A call to a number of schools revealed many are full and closed for applications in the lower grades. For example, Cambridge International (their newest school) is still taking applications from year 6 to 10 only; Cambridge High School is closed for applications; Winchester is still taking them for years 2 to 9 but on a wait list basis. GEMS World Academy is accepting applications in grades 2 and 3 only and the GEMS American Academy for grades 2-12 on a wait list basis.
Many “A” rated schools are heavily oversubscribed: Brighton College has 1400 applications for 10 places currently available. Aldar Academies are full in all schools and year groups, although they are still taking applications through their centralised on-line application process.
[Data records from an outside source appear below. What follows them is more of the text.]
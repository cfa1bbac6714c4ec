use std::{fs::File, path::Path};

use thiserror::Error;

use crate::domain::reference::Reference;

#[derive(Debug, Error)]
pub enum LoadError {
    #[error("input file '{path}' not found")]
    MissingSource {
        path: String,
        #[source]
        source: std::io::Error,
    },
    #[error("could not read input table: {0}")]
    Csv(#[from] csv::Error),
}

/// Reads the header-less, single-column reference list, keeping row order.
pub fn load_references(path: &Path) -> Result<Vec<Reference>, LoadError> {
    let file = File::open(path).map_err(|source| LoadError::MissingSource {
        path: path.display().to_string(),
        source,
    })?;

    let mut reader = csv::ReaderBuilder::new()
        .has_headers(false)
        .flexible(true)
        .from_reader(file);

    let mut references = vec![];
    for row in reader.records() {
        let row = row?;
        if let Some(reference) = row.get(0).and_then(Reference::parse) {
            references.push(reference);
        }
    }

    Ok(references)
}
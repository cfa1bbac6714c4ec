use std::sync::LazyLock;

use regex::Regex;

pub const AREA_UNIT: &str = "m²";

static AREA_PATTERN: LazyLock<Regex> = LazyLock::new(|| {
    Regex::new(r"(\d+(?:[.,]\d+)*)\s*m").expect("built area pattern is valid")
});

static NUMBER: LazyLock<Regex> =
    LazyLock::new(|| Regex::new(r"^\d+(?:[.,]\d+)*$").expect("number pattern is valid"));

/// Extracts the built area from the value element.
///
/// The markup is tried first for a number directly followed by the `m`
/// unit (the square is usually a `<sup>2</sup>`). When that fails the
/// visible text is used instead: a trailing unit (`m2`, `m²` or `m`, where
/// the superscript renders as a plain `2`) is dropped and what remains must
/// be a number, which gets the unit appended.
pub fn parse_built_area(markup: &str, visible_text: &str) -> Option<String> {
    if let Some(captures) = AREA_PATTERN.captures(markup) {
        return Some(format!("{} {}", &captures[1], AREA_UNIT));
    }

    let text = visible_text.trim();
    let number = ["m2", AREA_UNIT, "m"]
        .iter()
        .find_map(|&unit| text.strip_suffix(unit))
        .unwrap_or(text)
        .trim_end();

    match NUMBER.is_match(number) {
        true => Some(format!("{} {}", number, AREA_UNIT)),
        false => None,
    }
}
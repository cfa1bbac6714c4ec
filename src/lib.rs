pub mod configuration;
pub mod dal;
pub mod domain;
pub mod services;
pub mod startup;
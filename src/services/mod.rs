pub mod batch;
pub mod browser;
pub mod droid;
#[cfg(test)]
pub mod mock_droid;
pub mod portal;
pub mod resolver;

pub use batch::*;
pub use browser::*;
pub use droid::*;
pub use resolver::*;
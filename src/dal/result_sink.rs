use std::{fs::OpenOptions, path::Path};

use thiserror::Error;

use crate::domain::record::{ResultRecord, HEADER};

#[derive(Debug, Error)]
pub enum StoreError {
    #[error("could not open output file: {0}")]
    Io(#[from] std::io::Error),
    #[error("could not write output row: {0}")]
    Csv(#[from] csv::Error),
}

#[derive(Debug, Clone, Copy, PartialEq, Eq)]
pub enum WriteMode {
    Created,
    Appended,
}

/// Appends to an existing table, otherwise creates it with a header row.
/// Rows are written in the order given and never reconciled with earlier runs.
pub fn write_results(path: &Path, records: &[ResultRecord]) -> Result<WriteMode, StoreError> {
    let mode = match path.exists() {
        true => WriteMode::Appended,
        false => WriteMode::Created,
    };

    let file = OpenOptions::new().create(true).append(true).open(path)?;
    let mut writer = csv::WriterBuilder::new()
        .has_headers(false)
        .from_writer(file);

    if mode == WriteMode::Created {
        writer.write_record(HEADER)?;
    }
    for record in records {
        writer.write_record(record.row())?;
    }
    writer.flush()?;

    Ok(mode)
}

#[cfg(test)]
mod tests {
    use std::fs;

    use super::{write_results, WriteMode};
    use crate::domain::{
        record::{Field, Outcome, ResultRecord},
        reference::Reference,
    };

    fn records() -> Vec<ResultRecord> {
        vec![
            ResultRecord::new(
                Reference::parse("9872023VH5797S0001WX").unwrap(),
                Outcome::Found {
                    primary_use: Field::Value("Residencial".to_string()),
                    built_area: Field::Value("123.45 m²".to_string()),
                    construction_year: Field::Value("1975".to_string()),
                },
            ),
            ResultRecord::new(
                Reference::parse("0847106VK4704F0001SE").unwrap(),
                Outcome::Exhausted,
            ),
        ]
    }

    #[test]
    fn first_run_creates_file_with_header() {
        let dir = tempfile::tempdir().unwrap();
        let path = dir.path().join("cadastre_results.csv");

        let mode = write_results(&path, &records()).unwrap();
        let content = fs::read_to_string(&path).unwrap();
        let lines: Vec<&str> = content.lines().collect();

        assert_eq!(mode, WriteMode::Created);
        assert_eq!(
            lines,
            vec![
                "Reference,Uso principal,Superficie construida,Año construcción",
                "9872023VH5797S0001WX,Residencial,123.45 m²,1975",
                "0847106VK4704F0001SE,Error,Error,Error",
            ]
        );
    }

    #[test]
    fn second_run_appends_without_header() {
        let dir = tempfile::tempdir().unwrap();
        let path = dir.path().join("cadastre_results.csv");

        write_results(&path, &records()).unwrap();
        let mode = write_results(&path, &records()).unwrap();

        let mut reader = csv::ReaderBuilder::new()
            .has_headers(true)
            .from_path(&path)
            .unwrap();
        let rows: Vec<csv::StringRecord> = reader.records().map(|r| r.unwrap()).collect();

        assert_eq!(mode, WriteMode::Appended);
        assert_eq!(rows.len(), 4);
        assert!(rows.iter().all(|row| &row[0] != "Reference"));
        assert_eq!(&rows[2][0], "9872023VH5797S0001WX");
    }
}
However, tours, which used to take place on a weekly basis, are now being held monthly.
The British School of Al Khubeirat is accepting applications, but does not expect to have any places
Glenelg and GEMS World Academy are wait list only in just a small number of grades, otherwise full.
There are a few of the newer schools that may be able to help; Diyafah International, Reach British School, Abu Dhabi Grammar School (Branch), Ajyal International School, Al Yasat School and the new Amity School, but by virtue of the fact that they are new schools, the highest grades available are limited to year 7 or grade 8 in most cases and the lowest grades (FS/KG) are full.
The Australian International School does have some places in the middle/high school, but currently nothing in Elementary.